我遇到的问题是root_scalar告诉我两个端点f(a)和f(b)没有不同的符号。然而,当我看f(a)和f(B)的值时,它们确实有不同的符号。更奇怪的是,如果我只是将macrospin_angle和fun复制到它们自己的脚本中,并直接使用pandas表中的B值,脚本就可以正常工作:

import numpy as np
from matplotlib import pyplot as plt
from scipy import optimize as opt
def macrospin_angle(x, B):
    #This calculates the angle of a macrospin in a field oriented phi degrees
    # This works for a single value of B
    theta0 = np.pi/2
    b = B*x[3]/(2*x[0] + 2*x[1]*np.square(np.sin(x[2])))
    f = lambda theta: np.sin(2*(theta-theta0)) + 2*b*np.sin(theta)
    return opt.root_scalar(f, bracket = [0, np.pi]).root
B = [0.00999848, 0.02999543, 0.04999238, 0.06998934, 0.08998629,\
       0.10998324, 0.12998018, 0.14997715, 0.16997411, 0.18997107,\
       0.20996803, 0.22996497, 0.24996191, 0.26995886, 0.28995581,\
       0.30995279, 0.32994974, 0.34994669, 0.36994366, 0.38994062,\
       0.40993755, 0.4299345 , 0.44993147, 0.46992839, 0.48992537,\
       0.50992234, 0.52991928, 0.54991621, 0.56991315, 0.58991012,\
       0.60990707, 0.62990403, 0.64990101, 0.66989795, 0.6898949 ,\
       0.70989188, 0.72988883, 0.7498858 , 0.7698827 , 0.78987965,\
       0.8098767 , 0.8298736 , 0.8498705 , 0.8698675 , 0.88986445,\
       0.9098614 , 0.9298584 , 0.9498553 , 0.96985224, 0.98984927,\
       1.00984623, 1.0298432 , 1.04984005, 1.06983695, 1.08983395,\
       1.10983085, 1.12982785, 1.14982485, 1.16982175, 1.1898187 ,\
       1.2098157 , 1.22981265, 1.2498096 , 1.2698066 , 1.28980355,\
       1.3098005 , 1.3297975 , 1.3497944 , 1.3697913 , 1.3897883 ,\
       1.40978525, 1.4297822 , 1.4497792 , 1.46977615, 1.4897731 ]

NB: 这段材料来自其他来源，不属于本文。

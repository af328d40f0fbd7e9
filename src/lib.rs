#![warn(clippy::pedantic)]
#![warn(clippy::cargo)]
#![deny(warnings)]
#![allow(clippy::multiple_crate_versions)]

/// Version of the talentgate application
pub const VERSION: &str = env!("CARGO_PKG_VERSION");

pub mod candidates;
pub mod handlers;
pub mod login;
pub mod models;
pub mod oauth;
pub mod resolver;
pub mod session;
pub mod settings;
pub mod state;
pub mod utils;

#[cfg(any(test, feature = "testing"))]
pub mod testing;

/// Re-export commonly used items
pub use handlers::{current_session, login, logout, oauth_callback, ping};
pub use login::{LoginError, LoginService, RedirectPolicy};
pub use session::{SessionCookieFactory, SessionIssuer};
pub use settings::TalentgateSettings;
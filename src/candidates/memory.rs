use std::collections::HashMap;

use async_trait::async_trait;
use chrono::Utc;
use tokio::sync::Mutex;
use uuid::Uuid;

use super::{
    CandidateRecord, CandidateStore, CandidateStoreError, CandidateUpdate, NewCandidate,
    ProfileContact, ProfileSummaryRecord,
};
use crate::models::normalize_email;

#[derive(Default)]
struct Tables {
    candidates: HashMap<String, CandidateRecord>,
    by_email: HashMap<String, String>,
    by_subject: HashMap<String, String>,
    summaries: HashMap<String, ProfileSummaryRecord>,
}

impl Tables {
    fn check_email_free(&self, email: &str, owner: Option<&str>) -> Result<(), CandidateStoreError> {
        match self.by_email.get(email) {
            Some(id) if Some(id.as_str()) != owner => {
                Err(CandidateStoreError::EmailTaken(email.to_string()))
            }
            _ => Ok(()),
        }
    }

    fn check_subject_free(
        &self,
        subject: &str,
        owner: Option<&str>,
    ) -> Result<(), CandidateStoreError> {
        match self.by_subject.get(subject) {
            Some(id) if Some(id.as_str()) != owner => {
                Err(CandidateStoreError::SubjectTaken(subject.to_string()))
            }
            _ => Ok(()),
        }
    }
}

/// In-process candidate store with unique email and subject indexes
///
/// All checks and writes happen under one lock, so the unique constraints
/// hold under concurrent logins the way a database's would.
#[derive(Default)]
pub struct MemoryCandidateStore {
    tables: Mutex<Tables>,
}

impl MemoryCandidateStore {
    #[must_use]
    pub fn new() -> Self {
        Self::default()
    }

    pub async fn candidate_count(&self) -> usize {
        self.tables.lock().await.candidates.len()
    }

    pub async fn get(&self, candidate_id: &str) -> Option<CandidateRecord> {
        self.tables.lock().await.candidates.get(candidate_id).cloned()
    }

    /// Seed a candidate as-is (imports, fixtures)
    ///
    /// # Errors
    ///
    /// Returns an error if the email or subject is already owned
    pub async fn seed(&self, candidate: CandidateRecord) -> Result<(), CandidateStoreError> {
        let mut tables = self.tables.lock().await;
        if let Some(email) = &candidate.email {
            tables.check_email_free(email, Some(&candidate.id))?;
            tables.by_email.insert(email.clone(), candidate.id.clone());
        }
        if let Some(subject) = &candidate.provider_subject {
            tables.check_subject_free(subject, Some(&candidate.id))?;
            tables.by_subject.insert(subject.clone(), candidate.id.clone());
        }
        tables.candidates.insert(candidate.id.clone(), candidate);
        Ok(())
    }

    /// Record the role chosen during registration
    ///
    /// # Errors
    ///
    /// Returns an error if the candidate has no profile summary
    pub async fn set_role(&self, candidate_id: &str, role: &str) -> Result<(), CandidateStoreError> {
        let mut tables = self.tables.lock().await;
        let summary = tables
            .summaries
            .get_mut(candidate_id)
            .ok_or_else(|| CandidateStoreError::NotFound(candidate_id.to_string()))?;
        summary.role = Some(role.to_string());
        Ok(())
    }

    /// Count one more uploaded document
    ///
    /// # Errors
    ///
    /// Returns an error if the candidate has no profile summary
    pub async fn attach_document(&self, candidate_id: &str) -> Result<(), CandidateStoreError> {
        let mut tables = self.tables.lock().await;
        let summary = tables
            .summaries
            .get_mut(candidate_id)
            .ok_or_else(|| CandidateStoreError::NotFound(candidate_id.to_string()))?;
        summary.document_count += 1;
        Ok(())
    }
}

#[async_trait]
impl CandidateStore for MemoryCandidateStore {
    async fn find_by_subject(
        &self,
        provider_subject: &str,
    ) -> Result<Option<CandidateRecord>, CandidateStoreError> {
        let tables = self.tables.lock().await;
        Ok(tables
            .by_subject
            .get(provider_subject)
            .and_then(|id| tables.candidates.get(id))
            .cloned())
    }

    async fn find_by_email(
        &self,
        email: &str,
    ) -> Result<Option<CandidateRecord>, CandidateStoreError> {
        let tables = self.tables.lock().await;
        Ok(tables
            .by_email
            .get(&normalize_email(email))
            .and_then(|id| tables.candidates.get(id))
            .cloned())
    }

    async fn insert_candidate(
        &self,
        candidate: &NewCandidate,
    ) -> Result<CandidateRecord, CandidateStoreError> {
        let email = normalize_email(&candidate.email);
        let mut tables = self.tables.lock().await;
        tables.check_email_free(&email, None)?;
        tables.check_subject_free(&candidate.provider_subject, None)?;

        let now = Utc::now();
        let record = CandidateRecord {
            id: Uuid::new_v4().to_string(),
            email: Some(email.clone()),
            provider_subject: Some(candidate.provider_subject.clone()),
            name: candidate.name.clone(),
            first_name: candidate.first_name.clone(),
            last_name: candidate.last_name.clone(),
            phone: candidate.phone.clone(),
            provider_verified: true,
            provider_verified_at: Some(candidate.provider_verified_at),
            created_at: now,
            updated_at: now,
        };

        tables.by_email.insert(email, record.id.clone());
        tables
            .by_subject
            .insert(candidate.provider_subject.clone(), record.id.clone());
        tables.candidates.insert(record.id.clone(), record.clone());
        Ok(record)
    }

    async fn update_candidate(
        &self,
        candidate_id: &str,
        update: &CandidateUpdate,
    ) -> Result<CandidateRecord, CandidateStoreError> {
        let mut tables = self.tables.lock().await;
        let current = tables
            .candidates
            .get(candidate_id)
            .cloned()
            .ok_or_else(|| CandidateStoreError::NotFound(candidate_id.to_string()))?;

        let new_email = update.email.as_deref().map(normalize_email);
        if let Some(email) = &new_email {
            tables.check_email_free(email, Some(candidate_id))?;
        }
        if let Some(subject) = &update.provider_subject {
            tables.check_subject_free(subject, Some(candidate_id))?;
        }

        let mut record = current.clone();
        if let Some(email) = new_email {
            if let Some(old) = &current.email {
                tables.by_email.remove(old);
            }
            tables.by_email.insert(email.clone(), candidate_id.to_string());
            record.email = Some(email);
        }
        if let Some(subject) = &update.provider_subject {
            if let Some(old) = &current.provider_subject {
                tables.by_subject.remove(old);
            }
            tables
                .by_subject
                .insert(subject.clone(), candidate_id.to_string());
            record.provider_subject = Some(subject.clone());
        }
        if let Some(name) = &update.name {
            record.name = Some(name.clone());
        }
        if let Some(first_name) = &update.first_name {
            record.first_name = Some(first_name.clone());
        }
        if let Some(last_name) = &update.last_name {
            record.last_name = Some(last_name.clone());
        }
        if let Some(phone) = &update.phone {
            record.phone = Some(phone.clone());
        }
        if let Some(verified_at) = update.provider_verified_at {
            record.provider_verified = true;
            record.provider_verified_at = Some(verified_at);
        }
        record.updated_at = Utc::now();

        tables
            .candidates
            .insert(candidate_id.to_string(), record.clone());
        Ok(record)
    }

    async fn find_profile_summary(
        &self,
        candidate_id: &str,
    ) -> Result<Option<ProfileSummaryRecord>, CandidateStoreError> {
        Ok(self.tables.lock().await.summaries.get(candidate_id).cloned())
    }

    async fn insert_profile_summary(
        &self,
        record: &ProfileSummaryRecord,
    ) -> Result<ProfileSummaryRecord, CandidateStoreError> {
        let mut tables = self.tables.lock().await;
        Ok(tables
            .summaries
            .entry(record.candidate_id.clone())
            .or_insert_with(|| record.clone())
            .clone())
    }

    async fn sync_profile_contact(
        &self,
        candidate_id: &str,
        contact: &ProfileContact,
    ) -> Result<(), CandidateStoreError> {
        let mut tables = self.tables.lock().await;
        let summary = tables
            .summaries
            .get_mut(candidate_id)
            .ok_or_else(|| CandidateStoreError::NotFound(candidate_id.to_string()))?;
        if contact.email.is_some() {
            summary.email.clone_from(&contact.email);
        }
        if contact.name.is_some() {
            summary.name.clone_from(&contact.name);
        }
        if contact.phone.is_some() {
            summary.phone.clone_from(&contact.phone);
        }
        Ok(())
    }
}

x = [0.5e6, 0.05e6, 0, 1000e3]

theta = np.zeros((len(B),1))
m = np.zeros((len(B),1))
for idx, current_B in enumerate(B):
    theta[idx] = macrospin_angle(x,current_B)
    m[idx] = x[3]*np.cos(theta[idx])
plt.plot(B,m)


上面的代码工作正常,但完全相同。我很失落,所以任何提示都非常感谢!

uubf1zoe

uubf1zoe1#

在此函数中:

f = lambda theta: np.sin(2*(theta-theta0)) + 2*b*np.sin(theta)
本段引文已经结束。